Your stack trace looks like an LWP volserver, so I'm assuming that's
either a production version, or an old devel build.

In newer 1.3.x versions, V_BreakVolumeCallbacks is a function pointer
to BreakVolumeCallbacksLater, which doesn't do any callbacks itself.
Rather, it walks the callback hash chains, and sets the callback
delayed flag for all the callbacks for the requested volumeId.
BreakVolumeCallbacksLater and BreakLaterCallBacks both need H_LOCK,
but MultiBreakCallBack_r drops H_LOCK before the multirx loop.  So, if
I'm reading the code correctly, recent 1.3's aren't vulnerable to this
deadlock.

As a side note, if you find annoying problems like this, and you're
running an OS where you can get a core without destroying the process
(e.g. with gcore on solaris), drop the core snapshots to disk for
future analysis ;)

While auditing the callback code, I noticed some funky condition
variable usage between FsyncCheckLWP and BreakVolumeCallbacksLater.
One issue is BreakVolumeCallbacksLater calls pthread_cond_broadcast on
fsync_cond without holding the associated lock.  Here's a quick patch
for that race:


I don't actually think that would be a race condition. It just leads to some undefined scheduling behavior.
If you don't have locked the mutex with which the other thread is doing it's wait you may just continue with that thread depending on your schedulers mood ;-)

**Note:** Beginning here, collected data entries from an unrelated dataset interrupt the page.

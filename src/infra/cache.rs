//! Persistent on-disk caching for the country directory with a TTL.

use std::{
    fs,
    path::PathBuf,
    sync::OnceLock,
    time::{Duration, SystemTime, UNIX_EPOCH},
};

use serde::{Deserialize, Serialize};
use time::{format_description::well_known::Rfc3339, OffsetDateTime};

use crate::domain::Country;

const CACHE_DIR: &str = "cargo-cover";
const CACHE_FILENAME: &str = "country_cache.json";

/// Cache TTL: 7 days. The country list practically never changes.
pub const COUNTRY_CACHE_TTL: Duration = Duration::from_secs(7 * 24 * 60 * 60);

#[derive(Debug, Clone, Serialize, Deserialize)]
pub struct CountryCache {
    /// Unix timestamp (seconds) when this cache was created.
    pub cached_at: u64,
    pub countries: Vec<Country>,
}

impl CountryCache {
    pub fn new(countries: Vec<Country>) -> Self {
        let cached_at = SystemTime::now()
            .duration_since(UNIX_EPOCH)
            .map(|d| d.as_secs())
            .unwrap_or(0);
        Self {
            cached_at,
            countries,
        }
    }

    pub fn is_expired(&self) -> bool {
        self.age() > COUNTRY_CACHE_TTL
    }

    pub fn age(&self) -> Duration {
        let now = SystemTime::now()
            .duration_since(UNIX_EPOCH)
            .map(|d| d.as_secs())
            .unwrap_or(0);
        Duration::from_secs(now.saturating_sub(self.cached_at))
    }

    pub fn fetched_at(&self) -> SystemTime {
        UNIX_EPOCH + Duration::from_secs(self.cached_at)
    }

    /// Human-readable age string.
    pub fn age_string(&self) -> String {
        humanize_secs(self.age().as_secs())
    }

    pub fn cached_at_rfc3339(&self) -> Option<String> {
        let secs = i64::try_from(self.cached_at).ok()?;
        OffsetDateTime::from_unix_timestamp(secs)
            .ok()?
            .format(&Rfc3339)
            .ok()
    }
}

pub fn humanize_secs(secs: u64) -> String {
    if secs < 60 {
        format!("{secs}s")
    } else if secs < 3600 {
        format!("{}m", secs / 60)
    } else if secs < 86400 {
        format!("{}h", secs / 3600)
    } else {
        format!("{}d", secs / 86400)
    }
}

fn cache_path() -> PathBuf {
    static PATH: OnceLock<PathBuf> = OnceLock::new();
    PATH.get_or_init(|| {
        dirs::data_local_dir()
            .unwrap_or_else(|| PathBuf::from("."))
            .join(CACHE_DIR)
            .join(CACHE_FILENAME)
    })
    .clone()
}

/// Load the country cache from disk, if it exists. Expired copies are still
/// returned; callers decide whether a stale list beats no list.
pub fn load_country_cache() -> Option<CountryCache> {
    let path = cache_path();

    if !path.exists() {
        tracing::debug!(path = %path.display(), "no country cache on disk");
        return None;
    }

    match fs::read_to_string(&path) {
        Ok(content) => match serde_json::from_str::<CountryCache>(&content) {
            Ok(cache) => {
                tracing::debug!(
                    countries = cache.countries.len(),
                    age = %cache.age_string(),
                    "loaded country cache"
                );
                Some(cache)
            }
            Err(e) => {
                tracing::warn!("failed to parse country cache: {e}");
                None
            }
        },
        Err(e) => {
            tracing::warn!("failed to read country cache: {e}");
            None
        }
    }
}

pub fn save_country_cache(cache: &CountryCache) -> Result<(), std::io::Error> {
    let path = cache_path();
    if let Some(parent) = path.parent() {
        fs::create_dir_all(parent)?;
    }
    let content = serde_json::to_string(cache)?;
    fs::write(&path, content)?;
    tracing::info!(
        countries = cache.countries.len(),
        path = %path.display(),
        "saved country cache"
    );
    Ok(())
}

pub fn clear_country_cache() -> Result<(), std::io::Error> {
    let path = cache_path();
    match fs::remove_file(&path) {
        Ok(()) => Ok(()),
        Err(err) if err.kind() == std::io::ErrorKind::NotFound => Ok(()),
        Err(err) => Err(err),
    }
}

Locking that mutex means you _will_ definitely continue when you call the unlock and not at some undefined point in time.
Here's what the POSIX standard says about this:


<quote>
If more than one thread is blocked on a condition variable, the scheduling policy shall determine the order in which threads are unblocked. When each thread unblocked as a result of a pthread_cond_broadcast() or pthread_cond_signal() returns from its call to pthread_cond_wait() or pthread_cond_timedwait(), the thread shall own the mutex with which it called pthread_cond_wait() or pthread_cond_timedwait(). The thread(s) that are unblocked shall contend for the mutex according to the scheduling policy (if applicable), and as if each had called pthread_mutex_lock().


The pthread_cond_broadcast() or pthread_cond_signal() functions may be called by a thread whether or not it currently owns the mutex that threads calling pthread_cond_wait() or pthread_cond_timedwait() have associated with the condition variable during their waits; however, if predictable scheduling behavior is required, then that mutex shall be locked by the thread calling pthread_cond_broadcast() or pthread_cond_signal().